(Beginning of Data to examine)
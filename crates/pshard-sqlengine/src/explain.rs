// Copyright 2020 Alex Dukhno
//
// Licensed under the Apache License, Version 2.0 (the "License");
// you may not use this file except in compliance with the License.
// You may obtain a copy of the License at
//
//     http://www.apache.org/licenses/LICENSE-2.0
//
// Unless required by applicable law or agreed to in writing, software
// distributed under the License is distributed on an "AS IS" BASIS,
// WITHOUT WARRANTIES OR CONDITIONS OF ANY KIND, either express or implied.
// See the License for the specific language governing permissions and
// limitations under the License.

//! `EXPLAIN PRIVACY` (§4.4's last paragraph). Walks the catalog and prints,
//! per table, how each owner/accessor resolves plus a warning list: chains
//! of variable ownership longer than one hop, more than one variable
//! ownership on the same table, ownership that can never actually pin down
//! a shard (every FK column involved is nullable), and column names that
//! look like PII sitting in a table nothing shards.

use crate::Engine;
use pshard_ast::Explain;
use pshard_catalog::{ShardDescriptor, Table};
use pshard_kernel::Result;

pub struct TableExplanation {
    pub table: String,
    pub owners: Vec<String>,
    pub accessors: Vec<String>,
    pub warnings: Vec<String>,
}

pub struct ExplainReport {
    pub tables: Vec<TableExplanation>,
}

const PII_LIKE_NAMES: &[&str] = &["email", "ssn", "ssn_number", "phone", "address", "dob", "date_of_birth", "full_name", "name", "ip_address"];

pub struct ExplainCommand<'a, 'b> {
    engine: &'a Engine<'b>,
}

impl<'a, 'b> ExplainCommand<'a, 'b> {
    pub fn new(engine: &'a Engine<'b>) -> ExplainCommand<'a, 'b> {
        ExplainCommand { engine }
    }

    pub fn execute(&self, explain: Explain) -> Result<ExplainReport> {
        let tables = match &explain.table {
            Some(name) => vec![self.engine.catalog.table(name)?],
            None => self.engine.catalog.all_tables(),
        };
        let mut explanations: Vec<TableExplanation> = tables.iter().map(|t| self.explain_table(t, &tables)).collect();
        explanations.sort_by(|a, b| a.table.cmp(&b.table));
        Ok(ExplainReport { tables: explanations })
    }

    fn explain_table(&self, table: &Table, universe: &[Table]) -> TableExplanation {
        let owners: Vec<String> = table.owners.iter().map(describe).collect();
        let accessors: Vec<String> = table.accessors.iter().map(describe).collect();

        let mut warnings = Vec::new();

        let variable_count = table.owners.iter().filter(|d| matches!(d, ShardDescriptor::Variable { .. })).count();
        if variable_count > 1 {
            warnings.push(format!("table '{}' has {} distinct variable ownerships", table.name, variable_count));
        }

        for desc in &table.owners {
            if let ShardDescriptor::Variable { origin_table, .. } = desc {
                if let Some(origin) = universe.iter().find(|t| &t.name == origin_table) {
                    if origin.owners.iter().any(|d| matches!(d, ShardDescriptor::Variable { .. })) {
                        warnings.push(format!(
                            "table '{}' is owned through a chain of variable ownerships longer than one hop (via '{}')",
                            table.name, origin_table
                        ));
                    }
                }
            }
        }

        if !table.owners.is_empty() && table.owners.iter().all(|desc| table.column(desc.column_index()).nullable) {
            warnings.push(format!("table '{}' is owned only through nullable columns; rows may silently land in the default shard", table.name));
        }

        if table.owners.is_empty() {
            for column in &table.columns {
                let lower = column.name.to_lowercase();
                if PII_LIKE_NAMES.iter().any(|pii| lower.contains(pii)) {
                    warnings.push(format!("unsharded table '{}' has a column '{}' that looks like it holds personal data", table.name, column.name));
                }
            }
        }

        TableExplanation { table: table.name.clone(), owners, accessors, warnings }
    }
}

fn describe(desc: &ShardDescriptor) -> String {
    match desc {
        ShardDescriptor::Direct { column, kind, .. } => format!("DIRECT via '{}' -> kind '{}'", column, kind),
        ShardDescriptor::Transitive { column, kind, next_table, index, via_variable, .. } => format!(
            "TRANSITIVE via '{}' through '{}' (index '{}'{}) -> kind '{}'",
            column,
            next_table,
            index,
            if *via_variable { ", variable upstream" } else { "" },
            kind
        ),
        ShardDescriptor::Variable { origin_table, origin_column, kind, .. } => {
            format!("VARIABLE via '{}.{}' -> kind '{}'", origin_table, origin_column, kind)
        }
    }
}
// Copyright 2020 Alex Dukhno
//
// Licensed under the Apache License, Version 2.0 (the "License");
// you may not use this file except in compliance with the License.
// You may obtain a copy of the License at
//
//     http://www.apache.org/licenses/LICENSE-2.0
//
// Unless required by applicable law or agreed to in writing, software
// distributed under the License is distributed on an "AS IS" BASIS,
// WITHOUT WARRANTIES OR CONDITIONS OF ANY KIND, either express or implied.
// See the License for the specific language governing permissions and
// limitations under the License.

//! Storage engine (C4): per-table row CRUD plus the candidate-lookup
//! policy (§4.2/§4.2.1). Grounded on the teacher's
//! `storage::frontend::FrontendStorage`, which pairs a data CF with its
//! index CFs behind the same per-table API this crate exposes.
//!
//! What shard(s) a row belongs to, and whether an update or replace needs
//! to move a row between shards, is decided by the SQL engine (C6), which
//! holds the catalog; this crate only knows how to read/write a row once
//! given an explicit shard key, and how to find candidate rows once given
//! an equality constraint (or the absence of one).

use pshard_dataflow::{DataflowSink, Record};
use pshard_encoding::{decode_row, encode_row, row_key, ColumnType, Value, SEP};
use pshard_index::SecondaryIndex;
use pshard_kernel::Result;
use pshard_kv::{ColumnFamily, KvStore};
use std::path::Path;

pub struct StorageEngine {
    kv: KvStore,
}

/// Which columns of a table are indexed, their type (needed to decode the
/// old value on a replace), and the index each one maintains.
#[derive(Default)]
pub struct IndexedColumns {
    pub entries: Vec<(usize, ColumnType, SecondaryIndex)>,
}

impl IndexedColumns {
    pub fn none() -> IndexedColumns {
        IndexedColumns::default()
    }
}

impl StorageEngine {
    pub fn open_on_disk(path: &Path) -> Result<(StorageEngine, bool)> {
        let (kv, recovered) = KvStore::open_on_disk(path)?;
        Ok((StorageEngine { kv }, recovered))
    }

    pub fn open_in_memory() -> Result<StorageEngine> {
        Ok(StorageEngine { kv: KvStore::open_in_memory()? })
    }

    pub fn kv(&self) -> &KvStore {
        &self.kv
    }

    pub fn table_cf(&self, table: &str) -> Result<ColumnFamily> {
        self.kv.create_cf(table)
    }

    pub fn index(&self, name: &str) -> Result<SecondaryIndex> {
        SecondaryIndex::open(&self.kv, name)
    }

    pub fn flush(&self) -> Result<()> {
        self.kv.flush()
    }

    /// Insert(row, shard_key) (§4.2): Put into the data CF, then emit one
    /// index entry per indexed column.
    pub fn insert(&self, table: &str, shard_key: &[u8], pk: &Value, row: &[Value], indices: &IndexedColumns) -> Result<()> {
        let cf = self.table_cf(table)?;
        let key = row_key(shard_key, pk)?;
        cf.put(&key, &encode_row(row)?)?;
        for (column, _, index) in &indices.entries {
            index.add(shard_key, &row[*column], pk)?;
        }
        Ok(())
    }

    /// Replace(row, shard_key) (§4.2): delete-then-insert under the same
    /// pk, only mutating index entries whose value actually changed.
    pub fn replace(&self, table: &str, shard_key: &[u8], pk: &Value, row: &[Value], indices: &IndexedColumns) -> Result<()> {
        let cf = self.table_cf(table)?;
        let key = row_key(shard_key, pk)?;
        if let Some(old_bytes) = cf.get(&key)? {
            for (column, column_type, index) in &indices.entries {
                let old_value = pshard_encoding::extract_field(&old_bytes, *column)?;
                let new_bytes = pshard_encoding::encode_value(&row[*column])?;
                if old_value != new_bytes.as_slice() {
                    let old_decoded = pshard_encoding::decode_value(old_value, *column_type)?;
                    index.delete(shard_key, &old_decoded, pk)?;
                    index.add(shard_key, &row[*column], pk)?;
                }
            }
        } else {
            for (column, _, index) in &indices.entries {
                index.add(shard_key, &row[*column], pk)?;
            }
        }
        cf.put(&key, &encode_row(row)?)
    }

    /// Delete(filter) (§4.2): remove the row and every index entry it owns,
    /// returning the row that was deleted (for the dataflow sink).
    pub fn delete(
        &self,
        table: &str,
        shard_key: &[u8],
        pk: &Value,
        column_types: &[ColumnType],
        indices: &IndexedColumns,
    ) -> Result<Option<Vec<Value>>> {
        let cf = self.table_cf(table)?;
        let key = row_key(shard_key, pk)?;
        let Some(bytes) = cf.get(&key)? else {
            return Ok(None);
        };
        let row = decode_row(&bytes, column_types)?;
        for (column, _, index) in &indices.entries {
            index.delete(shard_key, &row[*column], pk)?;
        }
        cf.delete(&key)?;
        Ok(Some(row))
    }

    /// Delete and emit one `Negative` record into `sink`, as every mutating
    /// statement's dataflow contract requires (§6).
    pub fn delete_and_emit(
        &self,
        table: &str,
        shard_key: &[u8],
        pk: &Value,
        column_types: &[ColumnType],
        indices: &IndexedColumns,
        sink: &dyn DataflowSink,
    ) -> Result<bool> {
        match self.delete(table, shard_key, pk, column_types, indices)? {
            Some(row) => {
                sink.emit(table, vec![Record::Negative(row)]);
                Ok(true)
            }
            None => Ok(false),
        }
    }

    pub fn get(&self, table: &str, shard_key: &[u8], pk: &Value) -> Result<Option<Vec<u8>>> {
        let cf = self.table_cf(table)?;
        cf.get(&row_key(shard_key, pk)?)
    }

    pub fn scan_shard(&self, table: &str, shard_key: &[u8]) -> Result<Vec<(Vec<u8>, Vec<u8>)>> {
        let cf = self.table_cf(table)?;
        cf.scan_prefix(shard_key).collect()
    }

    pub fn scan_table(&self, table: &str) -> Result<Vec<(Vec<u8>, Vec<u8>)>> {
        let cf = self.table_cf(table)?;
        cf.scan_all().collect()
    }

    /// Candidate-lookup policy (§4.2.1): PK equality takes a point Get,
    /// indexed-column equality range-scans the index, otherwise a prefix
    /// (or, with no shard implied at all, a full) scan of the data CF.
    pub fn candidates(
        &self,
        table: &str,
        shard_key: Option<&[u8]>,
        pk_eq: Option<&Value>,
        index_eq: Option<(&SecondaryIndex, &Value)>,
    ) -> Result<Vec<(Vec<u8>, Vec<u8>)>> {
        if let Some(pk) = pk_eq {
            return Ok(match shard_key {
                Some(shard) => {
                    let key = row_key(shard, pk)?;
                    self.get(table, shard, pk)?.map(|v| (key, v)).into_iter().collect()
                }
                None => {
                    let target = pshard_encoding::encode_value(pk)?;
                    self.scan_table(table)?.into_iter().filter(|(key, _)| pk_matches_tail(key, &target)).collect()
                }
            });
        }
        if let Some((index, value)) = index_eq {
            let pairs = match shard_key {
                Some(shard) => index.lookup(shard, value)?.into_iter().map(|pk_bytes| (shard.to_vec(), pk_bytes)).collect(),
                None => index.lookup_across_shards(value)?,
            };
            let cf = self.table_cf(table)?;
            let mut results = Vec::new();
            for (shard, pk_bytes) in pairs {
                let mut key = shard.clone();
                key.extend_from_slice(&pk_bytes);
                if let Some(row) = cf.get(&key)? {
                    results.push((key, row));
                }
            }
            return Ok(results);
        }
        match shard_key {
            Some(shard) => self.scan_shard(table, shard),
            None => {
                log::debug!("full table scan over '{}': no shard implied by the filter", table);
                self.scan_table(table)
            }
        }
    }
}

fn pk_matches_tail(key: &[u8], pk_bytes: &[u8]) -> bool {
    key.len() >= pk_bytes.len() && &key[key.len() - pk_bytes.len()..] == pk_bytes && {
        let before = key.len() - pk_bytes.len();
        before == 0 || key[before - 1] == SEP
    }
}

#[cfg(test)]
mod tests {
    use super::*;
    use pshard_encoding::shard_key;

    fn shard(subject: u64) -> Vec<u8> {
        shard_key("user", &Value::UnsignedInt(subject)).unwrap()
    }

    #[rstest::fixture]
    fn storage() -> StorageEngine {
        StorageEngine::open_in_memory().unwrap()
    }

    #[rstest::rstest]
    fn insert_then_get_round_trips(storage: StorageEngine) {
        let shard = shard(1);
        let row = vec![Value::UnsignedInt(10), Value::Text("a".to_owned())];
        storage.insert("addr", &shard, &Value::UnsignedInt(10), &row, &IndexedColumns::none()).unwrap();

        let bytes = storage.get("addr", &shard, &Value::UnsignedInt(10)).unwrap().unwrap();
        let schema = vec![ColumnType::UnsignedInt, ColumnType::Text];
        assert_eq!(decode_row(&bytes, &schema).unwrap(), row);
    }

    #[rstest::rstest]
    fn replace_updates_changed_index_entries_only(storage: StorageEngine) {
        let shard = shard(1);
        let index = storage.index("addr_uid_idx").unwrap();
        let indexed = IndexedColumns { entries: vec![(1usize, ColumnType::UnsignedInt, index.clone())] };

        let row = vec![Value::UnsignedInt(10), Value::UnsignedInt(1)];
        storage.insert("addr", &shard, &Value::UnsignedInt(10), &row, &indexed).unwrap();
        assert_eq!(index.lookup(&shard, &Value::UnsignedInt(1)).unwrap(), vec![b"10".to_vec()]);

        let updated = vec![Value::UnsignedInt(10), Value::UnsignedInt(2)];
        storage.replace("addr", &shard, &Value::UnsignedInt(10), &updated, &indexed).unwrap();

        assert!(index.lookup(&shard, &Value::UnsignedInt(1)).unwrap().is_empty());
        assert_eq!(index.lookup(&shard, &Value::UnsignedInt(2)).unwrap(), vec![b"10".to_vec()]);
    }

    #[rstest::rstest]
    fn delete_and_emit_pushes_a_negative_record(storage: StorageEngine) {
        let shard = shard(1);
        let row = vec![Value::UnsignedInt(10), Value::Text("a".to_owned())];
        storage.insert("addr", &shard, &Value::UnsignedInt(10), &row, &IndexedColumns::none()).unwrap();

        let sink = pshard_dataflow::RecordingSink::new();
        let schema = vec![ColumnType::UnsignedInt, ColumnType::Text];
        let deleted = storage
            .delete_and_emit("addr", &shard, &Value::UnsignedInt(10), &schema, &IndexedColumns::none(), &sink)
            .unwrap();
        assert!(deleted);
        assert_eq!(sink.emitted(), vec![("addr".to_owned(), vec![Record::Negative(row)])]);
        assert!(storage.get("addr", &shard, &Value::UnsignedInt(10)).unwrap().is_none());
    }

    #[rstest::rstest]
    fn candidates_pk_equality_takes_a_point_get(storage: StorageEngine) {
        let shard = shard(1);
        let row = vec![Value::UnsignedInt(10), Value::Text("a".to_owned())];
        storage.insert("addr", &shard, &Value::UnsignedInt(10), &row, &IndexedColumns::none()).unwrap();
        storage.insert("addr", &shard, &Value::UnsignedInt(11), &[Value::UnsignedInt(11)], &IndexedColumns::none()).unwrap();

        let found = storage.candidates("addr", Some(&shard), Some(&Value::UnsignedInt(10)), None).unwrap();
        assert_eq!(found.len(), 1);
    }

    #[rstest::rstest]
    fn candidates_with_no_equality_and_no_shard_scans_everything(storage: StorageEngine) {
        let shard_one = shard(1);
        let shard_two = shard(2);
        storage.insert("addr", &shard_one, &Value::UnsignedInt(10), &[Value::UnsignedInt(10)], &IndexedColumns::none()).unwrap();
        storage.insert("addr", &shard_two, &Value::UnsignedInt(20), &[Value::UnsignedInt(20)], &IndexedColumns::none()).unwrap();

        let found = storage.candidates("addr", None, None, None).unwrap();
        assert_eq!(found.len(), 2);
    }
}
(End of Data to examine)
■ **Problem**: Going through the entries above, tally each line that has the word "schema". Answer with the number only.

■ **Exercise solution**: 4